### Problem to solve:
Please return the lines, both ends included, that run from the one containing "[STANDARD, STANDARD_NO_PAD, URL_SAFE, URL_SAFE_NO_PAD]" to the last line of the data below, exactly and alone.

### Dataset excerpts:
• • • • •

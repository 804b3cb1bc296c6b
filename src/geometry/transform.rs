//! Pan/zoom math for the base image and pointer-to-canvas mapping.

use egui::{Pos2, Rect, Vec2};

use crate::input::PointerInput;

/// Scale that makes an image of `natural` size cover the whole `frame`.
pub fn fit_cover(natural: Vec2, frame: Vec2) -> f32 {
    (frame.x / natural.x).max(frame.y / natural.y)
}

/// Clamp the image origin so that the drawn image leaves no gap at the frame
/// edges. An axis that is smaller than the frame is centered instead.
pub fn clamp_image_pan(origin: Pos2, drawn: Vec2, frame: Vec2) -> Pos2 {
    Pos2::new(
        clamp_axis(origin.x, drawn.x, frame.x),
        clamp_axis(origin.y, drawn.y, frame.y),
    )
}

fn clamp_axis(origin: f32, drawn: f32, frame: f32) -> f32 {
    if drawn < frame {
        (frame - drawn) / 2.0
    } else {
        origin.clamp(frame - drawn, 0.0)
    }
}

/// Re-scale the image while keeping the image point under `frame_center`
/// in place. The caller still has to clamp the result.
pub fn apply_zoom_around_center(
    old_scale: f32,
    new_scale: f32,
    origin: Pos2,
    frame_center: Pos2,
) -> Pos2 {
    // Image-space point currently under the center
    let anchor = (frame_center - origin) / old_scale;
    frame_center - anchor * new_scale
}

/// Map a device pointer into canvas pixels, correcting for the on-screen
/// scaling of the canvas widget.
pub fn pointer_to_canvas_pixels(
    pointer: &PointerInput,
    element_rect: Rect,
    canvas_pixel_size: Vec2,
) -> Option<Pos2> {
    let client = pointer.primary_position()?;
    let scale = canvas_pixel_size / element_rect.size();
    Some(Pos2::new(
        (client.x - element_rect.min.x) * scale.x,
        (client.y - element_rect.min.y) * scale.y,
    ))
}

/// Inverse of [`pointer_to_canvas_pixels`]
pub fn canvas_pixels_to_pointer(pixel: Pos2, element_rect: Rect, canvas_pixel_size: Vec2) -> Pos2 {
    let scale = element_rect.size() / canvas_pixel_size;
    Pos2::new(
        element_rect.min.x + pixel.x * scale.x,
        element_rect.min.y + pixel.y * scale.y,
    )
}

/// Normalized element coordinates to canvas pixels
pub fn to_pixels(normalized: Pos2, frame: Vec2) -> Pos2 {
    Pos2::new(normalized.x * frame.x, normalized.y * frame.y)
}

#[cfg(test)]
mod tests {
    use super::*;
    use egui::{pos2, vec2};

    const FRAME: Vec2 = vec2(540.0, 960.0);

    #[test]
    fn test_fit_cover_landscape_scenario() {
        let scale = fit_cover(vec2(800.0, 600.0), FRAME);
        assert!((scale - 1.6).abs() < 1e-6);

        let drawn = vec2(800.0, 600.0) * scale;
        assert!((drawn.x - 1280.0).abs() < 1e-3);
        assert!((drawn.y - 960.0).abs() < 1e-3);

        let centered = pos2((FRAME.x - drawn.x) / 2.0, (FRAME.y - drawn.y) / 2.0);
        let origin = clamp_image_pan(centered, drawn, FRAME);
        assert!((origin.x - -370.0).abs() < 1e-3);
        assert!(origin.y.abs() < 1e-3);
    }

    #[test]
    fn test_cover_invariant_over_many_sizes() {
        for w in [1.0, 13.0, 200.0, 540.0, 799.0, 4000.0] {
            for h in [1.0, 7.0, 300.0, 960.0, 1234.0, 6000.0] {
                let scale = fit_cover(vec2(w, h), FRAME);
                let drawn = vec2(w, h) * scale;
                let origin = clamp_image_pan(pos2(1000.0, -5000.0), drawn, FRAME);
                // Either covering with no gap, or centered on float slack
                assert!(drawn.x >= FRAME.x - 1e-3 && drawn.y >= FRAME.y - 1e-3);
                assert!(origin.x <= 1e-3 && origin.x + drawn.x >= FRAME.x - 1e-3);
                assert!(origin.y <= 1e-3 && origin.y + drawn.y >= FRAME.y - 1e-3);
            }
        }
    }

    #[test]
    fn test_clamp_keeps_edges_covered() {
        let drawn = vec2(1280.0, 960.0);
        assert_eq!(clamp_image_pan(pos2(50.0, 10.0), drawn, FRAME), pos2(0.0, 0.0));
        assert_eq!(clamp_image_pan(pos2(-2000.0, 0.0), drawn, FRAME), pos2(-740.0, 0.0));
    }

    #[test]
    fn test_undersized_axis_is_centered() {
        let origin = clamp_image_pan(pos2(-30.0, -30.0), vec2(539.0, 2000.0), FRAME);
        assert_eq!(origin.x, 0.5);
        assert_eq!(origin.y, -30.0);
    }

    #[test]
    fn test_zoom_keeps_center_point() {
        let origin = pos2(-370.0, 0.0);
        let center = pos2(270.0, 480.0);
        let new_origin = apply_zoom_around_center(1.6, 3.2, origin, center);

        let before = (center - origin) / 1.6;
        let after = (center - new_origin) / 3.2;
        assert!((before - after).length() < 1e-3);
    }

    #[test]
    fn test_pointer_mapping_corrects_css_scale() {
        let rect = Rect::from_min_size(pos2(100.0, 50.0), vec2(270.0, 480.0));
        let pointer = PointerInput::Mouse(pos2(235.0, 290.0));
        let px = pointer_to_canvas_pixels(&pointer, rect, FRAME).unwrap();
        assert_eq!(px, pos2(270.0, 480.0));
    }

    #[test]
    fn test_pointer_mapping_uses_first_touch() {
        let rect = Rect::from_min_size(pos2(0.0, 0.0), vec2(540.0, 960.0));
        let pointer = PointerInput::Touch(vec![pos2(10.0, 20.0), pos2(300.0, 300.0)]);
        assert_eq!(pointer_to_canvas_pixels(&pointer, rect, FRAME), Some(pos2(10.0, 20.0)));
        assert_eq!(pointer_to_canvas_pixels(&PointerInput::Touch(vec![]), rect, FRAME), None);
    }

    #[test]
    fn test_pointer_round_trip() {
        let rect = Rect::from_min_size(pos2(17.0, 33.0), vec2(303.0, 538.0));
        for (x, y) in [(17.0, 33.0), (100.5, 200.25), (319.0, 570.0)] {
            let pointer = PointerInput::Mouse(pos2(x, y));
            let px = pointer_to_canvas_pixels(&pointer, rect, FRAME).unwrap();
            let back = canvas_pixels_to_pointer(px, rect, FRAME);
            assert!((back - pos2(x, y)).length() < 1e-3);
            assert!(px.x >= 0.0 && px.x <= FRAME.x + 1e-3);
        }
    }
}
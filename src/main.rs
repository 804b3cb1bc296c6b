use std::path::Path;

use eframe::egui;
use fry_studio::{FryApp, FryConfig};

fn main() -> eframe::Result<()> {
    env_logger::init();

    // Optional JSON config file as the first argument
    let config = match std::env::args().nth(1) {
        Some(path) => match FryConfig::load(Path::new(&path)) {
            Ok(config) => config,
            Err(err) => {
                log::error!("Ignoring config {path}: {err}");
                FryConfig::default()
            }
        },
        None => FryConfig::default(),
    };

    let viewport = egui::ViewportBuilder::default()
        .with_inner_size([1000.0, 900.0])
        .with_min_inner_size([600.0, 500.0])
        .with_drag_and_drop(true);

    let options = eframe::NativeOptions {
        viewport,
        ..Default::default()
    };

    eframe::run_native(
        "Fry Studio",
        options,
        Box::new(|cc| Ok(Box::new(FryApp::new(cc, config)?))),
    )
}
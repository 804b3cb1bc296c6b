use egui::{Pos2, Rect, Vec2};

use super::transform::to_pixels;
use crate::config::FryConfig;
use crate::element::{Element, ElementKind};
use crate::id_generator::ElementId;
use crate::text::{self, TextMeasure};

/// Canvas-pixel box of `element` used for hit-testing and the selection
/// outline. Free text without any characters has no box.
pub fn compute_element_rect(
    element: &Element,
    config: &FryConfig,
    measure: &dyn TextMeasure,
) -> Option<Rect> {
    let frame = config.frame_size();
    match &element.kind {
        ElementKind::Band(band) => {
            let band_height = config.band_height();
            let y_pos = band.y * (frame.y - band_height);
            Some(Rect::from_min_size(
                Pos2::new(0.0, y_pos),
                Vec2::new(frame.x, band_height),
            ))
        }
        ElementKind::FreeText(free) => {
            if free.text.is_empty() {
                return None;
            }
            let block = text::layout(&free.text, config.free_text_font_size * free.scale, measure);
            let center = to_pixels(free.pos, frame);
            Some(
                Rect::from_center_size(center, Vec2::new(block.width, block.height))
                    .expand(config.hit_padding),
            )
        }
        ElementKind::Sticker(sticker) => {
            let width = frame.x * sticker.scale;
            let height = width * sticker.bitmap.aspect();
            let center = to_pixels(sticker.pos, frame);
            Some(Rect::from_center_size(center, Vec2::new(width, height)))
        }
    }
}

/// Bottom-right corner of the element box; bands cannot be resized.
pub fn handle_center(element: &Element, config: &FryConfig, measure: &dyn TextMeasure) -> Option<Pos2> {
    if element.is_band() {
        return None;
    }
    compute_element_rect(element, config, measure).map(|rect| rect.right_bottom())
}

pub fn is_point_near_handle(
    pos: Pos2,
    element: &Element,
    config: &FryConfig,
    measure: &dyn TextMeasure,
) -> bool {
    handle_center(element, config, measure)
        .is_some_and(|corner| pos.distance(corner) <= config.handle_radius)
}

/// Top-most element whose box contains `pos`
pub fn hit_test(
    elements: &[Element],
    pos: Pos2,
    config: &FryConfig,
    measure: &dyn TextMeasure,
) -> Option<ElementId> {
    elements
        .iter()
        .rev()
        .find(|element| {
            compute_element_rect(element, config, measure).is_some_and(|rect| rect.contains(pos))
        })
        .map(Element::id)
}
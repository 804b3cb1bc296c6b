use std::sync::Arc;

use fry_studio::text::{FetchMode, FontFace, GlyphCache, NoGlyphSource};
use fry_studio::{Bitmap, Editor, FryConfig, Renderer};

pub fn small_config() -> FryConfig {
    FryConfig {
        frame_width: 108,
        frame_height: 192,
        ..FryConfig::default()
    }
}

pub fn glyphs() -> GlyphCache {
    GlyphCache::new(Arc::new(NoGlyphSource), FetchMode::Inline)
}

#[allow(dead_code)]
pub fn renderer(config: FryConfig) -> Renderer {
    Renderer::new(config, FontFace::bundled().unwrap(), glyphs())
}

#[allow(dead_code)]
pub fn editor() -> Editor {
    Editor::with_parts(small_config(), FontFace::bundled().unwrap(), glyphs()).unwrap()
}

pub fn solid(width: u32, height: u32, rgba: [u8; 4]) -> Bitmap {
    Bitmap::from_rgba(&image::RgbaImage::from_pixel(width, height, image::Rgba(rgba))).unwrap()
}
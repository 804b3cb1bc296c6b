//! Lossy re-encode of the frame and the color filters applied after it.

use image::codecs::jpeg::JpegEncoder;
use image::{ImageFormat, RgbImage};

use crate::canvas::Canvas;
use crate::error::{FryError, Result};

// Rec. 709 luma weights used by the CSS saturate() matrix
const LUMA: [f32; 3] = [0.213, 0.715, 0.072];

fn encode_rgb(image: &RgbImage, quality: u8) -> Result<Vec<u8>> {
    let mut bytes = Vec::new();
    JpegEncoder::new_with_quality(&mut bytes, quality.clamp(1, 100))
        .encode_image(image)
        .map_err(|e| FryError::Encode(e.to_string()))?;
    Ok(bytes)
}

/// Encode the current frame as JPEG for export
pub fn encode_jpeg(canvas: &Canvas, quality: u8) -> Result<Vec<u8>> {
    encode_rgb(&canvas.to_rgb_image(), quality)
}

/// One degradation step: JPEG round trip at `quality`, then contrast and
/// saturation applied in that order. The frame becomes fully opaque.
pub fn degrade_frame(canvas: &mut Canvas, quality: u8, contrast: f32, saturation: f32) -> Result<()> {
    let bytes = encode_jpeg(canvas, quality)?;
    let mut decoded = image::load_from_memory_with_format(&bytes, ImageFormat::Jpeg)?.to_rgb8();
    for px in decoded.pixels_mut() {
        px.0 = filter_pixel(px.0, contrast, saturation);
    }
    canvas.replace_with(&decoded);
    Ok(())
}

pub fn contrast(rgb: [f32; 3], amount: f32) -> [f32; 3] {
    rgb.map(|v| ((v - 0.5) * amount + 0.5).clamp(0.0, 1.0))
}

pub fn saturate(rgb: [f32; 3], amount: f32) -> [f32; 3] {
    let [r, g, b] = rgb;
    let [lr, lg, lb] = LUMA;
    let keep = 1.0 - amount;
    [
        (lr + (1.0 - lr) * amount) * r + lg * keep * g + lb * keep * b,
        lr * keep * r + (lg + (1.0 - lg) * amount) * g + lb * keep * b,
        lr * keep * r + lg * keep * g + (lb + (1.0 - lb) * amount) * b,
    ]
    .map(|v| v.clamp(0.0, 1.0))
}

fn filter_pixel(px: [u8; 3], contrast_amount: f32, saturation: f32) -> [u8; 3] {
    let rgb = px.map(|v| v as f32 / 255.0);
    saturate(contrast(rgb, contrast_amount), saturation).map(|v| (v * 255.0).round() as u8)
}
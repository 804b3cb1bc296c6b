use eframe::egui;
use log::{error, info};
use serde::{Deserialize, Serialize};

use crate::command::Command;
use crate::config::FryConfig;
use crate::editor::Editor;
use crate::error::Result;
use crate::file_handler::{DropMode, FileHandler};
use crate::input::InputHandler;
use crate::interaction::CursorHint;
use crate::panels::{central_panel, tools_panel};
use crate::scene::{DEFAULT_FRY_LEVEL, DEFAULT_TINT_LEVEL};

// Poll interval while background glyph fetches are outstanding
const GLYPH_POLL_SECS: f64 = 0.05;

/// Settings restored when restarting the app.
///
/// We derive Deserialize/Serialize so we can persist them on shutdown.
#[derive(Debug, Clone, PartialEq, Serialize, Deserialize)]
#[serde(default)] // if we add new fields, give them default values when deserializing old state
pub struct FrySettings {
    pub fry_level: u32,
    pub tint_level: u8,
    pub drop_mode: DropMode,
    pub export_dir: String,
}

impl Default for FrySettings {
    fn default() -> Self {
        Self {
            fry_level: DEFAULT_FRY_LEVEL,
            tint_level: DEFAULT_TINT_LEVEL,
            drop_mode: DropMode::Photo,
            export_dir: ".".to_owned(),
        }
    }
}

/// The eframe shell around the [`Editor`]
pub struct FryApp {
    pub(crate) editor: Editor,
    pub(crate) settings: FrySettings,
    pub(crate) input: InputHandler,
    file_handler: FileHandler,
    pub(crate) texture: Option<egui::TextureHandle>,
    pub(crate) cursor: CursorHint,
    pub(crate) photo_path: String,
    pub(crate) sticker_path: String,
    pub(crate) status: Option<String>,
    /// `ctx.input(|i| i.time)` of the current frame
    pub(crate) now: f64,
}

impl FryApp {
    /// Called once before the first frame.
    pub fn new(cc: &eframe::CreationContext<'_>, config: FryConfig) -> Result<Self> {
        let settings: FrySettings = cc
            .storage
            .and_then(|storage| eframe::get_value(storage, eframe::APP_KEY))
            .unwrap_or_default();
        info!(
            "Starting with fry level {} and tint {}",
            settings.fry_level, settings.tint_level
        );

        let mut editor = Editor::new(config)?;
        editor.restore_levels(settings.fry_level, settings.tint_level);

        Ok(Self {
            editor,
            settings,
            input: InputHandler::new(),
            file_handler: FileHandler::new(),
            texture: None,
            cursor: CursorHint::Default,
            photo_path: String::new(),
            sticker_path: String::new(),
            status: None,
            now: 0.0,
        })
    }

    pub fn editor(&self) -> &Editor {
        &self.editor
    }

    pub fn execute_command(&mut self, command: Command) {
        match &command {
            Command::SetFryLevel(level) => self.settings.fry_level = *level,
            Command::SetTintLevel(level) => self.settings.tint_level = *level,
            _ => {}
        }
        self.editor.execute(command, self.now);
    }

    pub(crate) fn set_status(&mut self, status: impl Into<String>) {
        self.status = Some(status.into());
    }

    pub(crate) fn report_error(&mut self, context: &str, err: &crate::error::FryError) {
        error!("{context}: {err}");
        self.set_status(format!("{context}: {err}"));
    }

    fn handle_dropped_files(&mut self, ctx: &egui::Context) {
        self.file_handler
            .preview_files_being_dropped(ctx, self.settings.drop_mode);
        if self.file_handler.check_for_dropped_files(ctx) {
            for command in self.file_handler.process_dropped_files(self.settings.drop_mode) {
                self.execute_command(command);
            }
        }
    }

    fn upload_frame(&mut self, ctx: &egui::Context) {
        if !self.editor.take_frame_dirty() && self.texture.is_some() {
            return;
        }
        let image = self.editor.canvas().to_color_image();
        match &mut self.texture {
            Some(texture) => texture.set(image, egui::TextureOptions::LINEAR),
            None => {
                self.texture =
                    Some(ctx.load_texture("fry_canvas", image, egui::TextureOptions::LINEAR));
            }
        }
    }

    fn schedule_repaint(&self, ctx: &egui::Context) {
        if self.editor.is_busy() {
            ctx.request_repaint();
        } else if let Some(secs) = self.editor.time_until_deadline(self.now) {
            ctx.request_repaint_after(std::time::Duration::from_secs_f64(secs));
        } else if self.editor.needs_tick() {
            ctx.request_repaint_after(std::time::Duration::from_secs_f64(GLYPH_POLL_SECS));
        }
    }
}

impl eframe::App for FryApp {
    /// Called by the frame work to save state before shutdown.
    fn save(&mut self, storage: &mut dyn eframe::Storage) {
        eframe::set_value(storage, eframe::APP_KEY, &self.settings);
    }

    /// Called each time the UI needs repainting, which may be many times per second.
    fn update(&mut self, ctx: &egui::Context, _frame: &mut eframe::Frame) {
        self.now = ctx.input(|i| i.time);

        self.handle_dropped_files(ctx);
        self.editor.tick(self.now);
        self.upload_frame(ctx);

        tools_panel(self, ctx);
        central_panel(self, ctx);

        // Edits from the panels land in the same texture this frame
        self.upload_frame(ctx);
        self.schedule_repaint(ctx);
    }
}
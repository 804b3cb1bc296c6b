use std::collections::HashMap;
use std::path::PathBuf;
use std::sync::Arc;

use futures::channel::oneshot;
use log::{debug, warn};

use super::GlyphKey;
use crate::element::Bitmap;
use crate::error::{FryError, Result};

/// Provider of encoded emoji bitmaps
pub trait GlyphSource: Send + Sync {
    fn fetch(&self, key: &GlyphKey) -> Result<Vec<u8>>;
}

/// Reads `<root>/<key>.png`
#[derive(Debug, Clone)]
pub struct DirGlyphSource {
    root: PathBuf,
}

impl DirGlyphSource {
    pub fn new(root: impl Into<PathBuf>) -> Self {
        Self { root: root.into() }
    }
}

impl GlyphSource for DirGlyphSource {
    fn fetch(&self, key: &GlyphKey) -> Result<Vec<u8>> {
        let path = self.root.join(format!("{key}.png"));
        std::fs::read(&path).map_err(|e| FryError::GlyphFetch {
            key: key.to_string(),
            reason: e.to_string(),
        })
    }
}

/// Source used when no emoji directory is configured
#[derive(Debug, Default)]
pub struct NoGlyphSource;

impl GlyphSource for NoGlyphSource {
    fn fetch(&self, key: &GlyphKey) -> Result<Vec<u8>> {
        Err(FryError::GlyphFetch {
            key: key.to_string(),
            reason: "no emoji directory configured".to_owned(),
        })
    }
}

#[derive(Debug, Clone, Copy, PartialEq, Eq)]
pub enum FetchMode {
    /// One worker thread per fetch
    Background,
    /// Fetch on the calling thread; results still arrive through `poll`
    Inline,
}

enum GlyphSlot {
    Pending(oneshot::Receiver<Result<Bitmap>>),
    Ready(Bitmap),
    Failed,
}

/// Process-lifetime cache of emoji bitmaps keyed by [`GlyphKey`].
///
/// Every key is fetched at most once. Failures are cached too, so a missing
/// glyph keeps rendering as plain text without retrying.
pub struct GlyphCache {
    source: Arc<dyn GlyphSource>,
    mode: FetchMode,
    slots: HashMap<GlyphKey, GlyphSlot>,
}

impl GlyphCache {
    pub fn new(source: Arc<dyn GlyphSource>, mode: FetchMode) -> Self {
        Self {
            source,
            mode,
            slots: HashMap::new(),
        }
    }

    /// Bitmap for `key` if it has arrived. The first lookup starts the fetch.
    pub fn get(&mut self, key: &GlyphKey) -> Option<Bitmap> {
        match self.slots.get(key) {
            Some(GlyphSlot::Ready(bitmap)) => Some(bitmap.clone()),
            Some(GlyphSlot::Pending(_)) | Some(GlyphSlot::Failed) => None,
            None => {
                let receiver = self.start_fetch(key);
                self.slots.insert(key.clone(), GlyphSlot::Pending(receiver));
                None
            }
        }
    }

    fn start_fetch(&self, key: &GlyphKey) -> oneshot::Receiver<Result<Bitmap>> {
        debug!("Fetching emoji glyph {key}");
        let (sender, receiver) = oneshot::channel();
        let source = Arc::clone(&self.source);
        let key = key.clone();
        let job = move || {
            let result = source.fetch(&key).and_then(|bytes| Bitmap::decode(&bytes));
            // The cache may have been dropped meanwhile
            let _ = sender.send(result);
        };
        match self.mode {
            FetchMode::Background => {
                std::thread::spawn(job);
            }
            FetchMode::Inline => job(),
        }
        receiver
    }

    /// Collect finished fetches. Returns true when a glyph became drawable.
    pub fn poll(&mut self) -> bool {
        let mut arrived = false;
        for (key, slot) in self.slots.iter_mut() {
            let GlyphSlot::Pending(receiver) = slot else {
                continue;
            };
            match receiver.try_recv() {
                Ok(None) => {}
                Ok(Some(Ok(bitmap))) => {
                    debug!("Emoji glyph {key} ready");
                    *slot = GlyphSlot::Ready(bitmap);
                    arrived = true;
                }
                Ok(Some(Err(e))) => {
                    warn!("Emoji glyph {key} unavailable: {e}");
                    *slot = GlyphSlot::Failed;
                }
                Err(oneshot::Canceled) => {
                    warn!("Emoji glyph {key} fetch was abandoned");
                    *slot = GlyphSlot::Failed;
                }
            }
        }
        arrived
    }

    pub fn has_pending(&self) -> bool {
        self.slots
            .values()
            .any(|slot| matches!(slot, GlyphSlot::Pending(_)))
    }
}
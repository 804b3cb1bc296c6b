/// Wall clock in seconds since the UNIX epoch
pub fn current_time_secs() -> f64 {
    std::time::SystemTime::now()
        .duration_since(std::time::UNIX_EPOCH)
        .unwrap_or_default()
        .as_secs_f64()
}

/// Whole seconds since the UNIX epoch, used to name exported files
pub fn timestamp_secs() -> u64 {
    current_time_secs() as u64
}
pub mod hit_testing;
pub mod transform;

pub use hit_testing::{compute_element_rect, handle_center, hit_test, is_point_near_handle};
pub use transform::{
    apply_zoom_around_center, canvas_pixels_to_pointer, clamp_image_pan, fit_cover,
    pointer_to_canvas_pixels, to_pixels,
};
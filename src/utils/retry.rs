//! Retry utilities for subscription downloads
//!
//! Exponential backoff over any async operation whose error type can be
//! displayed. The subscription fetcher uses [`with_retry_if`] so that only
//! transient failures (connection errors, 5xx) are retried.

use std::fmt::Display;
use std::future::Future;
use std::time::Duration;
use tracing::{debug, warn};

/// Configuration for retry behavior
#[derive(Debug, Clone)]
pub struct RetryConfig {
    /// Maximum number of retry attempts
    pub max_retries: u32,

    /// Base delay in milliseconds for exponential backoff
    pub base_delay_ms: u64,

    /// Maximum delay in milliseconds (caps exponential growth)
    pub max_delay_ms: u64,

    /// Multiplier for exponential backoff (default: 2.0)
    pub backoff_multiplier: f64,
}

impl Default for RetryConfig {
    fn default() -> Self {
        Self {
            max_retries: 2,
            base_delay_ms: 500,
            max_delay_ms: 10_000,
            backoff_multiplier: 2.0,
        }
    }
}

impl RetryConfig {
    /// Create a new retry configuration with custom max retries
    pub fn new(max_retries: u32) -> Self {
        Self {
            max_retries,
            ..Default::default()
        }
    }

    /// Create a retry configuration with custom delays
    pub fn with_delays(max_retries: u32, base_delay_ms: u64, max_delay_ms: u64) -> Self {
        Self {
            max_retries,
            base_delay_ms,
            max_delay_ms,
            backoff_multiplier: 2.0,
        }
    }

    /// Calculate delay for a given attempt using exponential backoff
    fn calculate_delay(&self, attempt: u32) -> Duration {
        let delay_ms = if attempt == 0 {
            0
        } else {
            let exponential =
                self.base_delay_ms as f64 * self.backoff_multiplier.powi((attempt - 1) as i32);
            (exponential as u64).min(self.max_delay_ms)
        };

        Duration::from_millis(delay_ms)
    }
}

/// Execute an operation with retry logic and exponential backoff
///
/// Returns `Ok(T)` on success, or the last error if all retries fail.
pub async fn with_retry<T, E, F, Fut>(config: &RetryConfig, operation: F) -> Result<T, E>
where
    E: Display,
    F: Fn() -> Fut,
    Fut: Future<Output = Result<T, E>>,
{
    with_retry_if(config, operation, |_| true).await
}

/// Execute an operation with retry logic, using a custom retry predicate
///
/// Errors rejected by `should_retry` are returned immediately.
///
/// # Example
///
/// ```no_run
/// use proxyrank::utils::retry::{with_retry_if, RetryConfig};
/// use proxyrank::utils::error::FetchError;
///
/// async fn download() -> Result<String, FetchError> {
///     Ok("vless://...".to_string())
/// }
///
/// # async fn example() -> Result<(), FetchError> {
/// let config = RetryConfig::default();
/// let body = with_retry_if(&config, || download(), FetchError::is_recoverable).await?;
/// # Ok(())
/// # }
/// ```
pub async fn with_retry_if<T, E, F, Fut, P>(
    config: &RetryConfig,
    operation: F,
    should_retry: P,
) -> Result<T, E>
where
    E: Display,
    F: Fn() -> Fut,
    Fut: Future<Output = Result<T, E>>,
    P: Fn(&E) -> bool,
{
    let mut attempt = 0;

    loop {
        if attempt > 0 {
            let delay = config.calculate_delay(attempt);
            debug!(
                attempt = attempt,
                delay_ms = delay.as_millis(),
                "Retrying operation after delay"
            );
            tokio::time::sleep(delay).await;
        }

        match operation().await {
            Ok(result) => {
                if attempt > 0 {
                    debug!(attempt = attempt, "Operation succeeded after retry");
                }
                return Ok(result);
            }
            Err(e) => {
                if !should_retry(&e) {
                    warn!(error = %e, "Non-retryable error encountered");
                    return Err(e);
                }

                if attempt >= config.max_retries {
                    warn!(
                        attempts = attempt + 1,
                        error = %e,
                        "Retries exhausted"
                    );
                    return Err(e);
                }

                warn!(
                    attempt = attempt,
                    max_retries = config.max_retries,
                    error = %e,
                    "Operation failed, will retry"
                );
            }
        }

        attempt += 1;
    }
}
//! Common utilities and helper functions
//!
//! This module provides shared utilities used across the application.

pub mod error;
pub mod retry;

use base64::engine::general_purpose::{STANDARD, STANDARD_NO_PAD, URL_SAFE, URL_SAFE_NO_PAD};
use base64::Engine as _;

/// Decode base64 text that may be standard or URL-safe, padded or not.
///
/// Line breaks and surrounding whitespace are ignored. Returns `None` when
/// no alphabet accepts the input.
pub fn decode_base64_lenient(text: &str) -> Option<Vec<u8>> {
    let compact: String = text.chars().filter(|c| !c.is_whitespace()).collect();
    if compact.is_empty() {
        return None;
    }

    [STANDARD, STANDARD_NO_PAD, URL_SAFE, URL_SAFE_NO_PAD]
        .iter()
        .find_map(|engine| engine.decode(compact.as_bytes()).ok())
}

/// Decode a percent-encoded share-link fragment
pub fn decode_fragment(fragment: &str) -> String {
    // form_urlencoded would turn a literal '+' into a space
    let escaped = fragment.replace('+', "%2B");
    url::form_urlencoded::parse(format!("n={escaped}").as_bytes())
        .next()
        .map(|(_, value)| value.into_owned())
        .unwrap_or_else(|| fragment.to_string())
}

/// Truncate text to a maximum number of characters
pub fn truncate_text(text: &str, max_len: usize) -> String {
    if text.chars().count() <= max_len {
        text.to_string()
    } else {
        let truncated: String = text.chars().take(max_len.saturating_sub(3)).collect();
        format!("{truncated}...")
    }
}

• • • • •

### Solution:
    [STANDARD, STANDARD_NO_PAD, URL_SAFE, URL_SAFE_NO_PAD]
        .iter()
        .find_map(|engine| engine.decode(compact.as_bytes()).ok())
}

/// Decode a percent-encoded share-link fragment
pub fn decode_fragment(fragment: &str) -> String {
    // form_urlencoded would turn a literal '+' into a space
    let escaped = fragment.replace('+', "%2B");
    url::form_urlencoded::parse(format!("n={escaped}").as_bytes())
        .next()
        .map(|(_, value)| value.into_owned())
        .unwrap_or_else(|| fragment.to_string())
}

/// Truncate text to a maximum number of characters
pub fn truncate_text(text: &str, max_len: usize) -> String {
    if text.chars().count() <= max_len {
        text.to_string()
    } else {
        let truncated: String = text.chars().take(max_len.saturating_sub(3)).collect();
        format!("{truncated}...")
    }
}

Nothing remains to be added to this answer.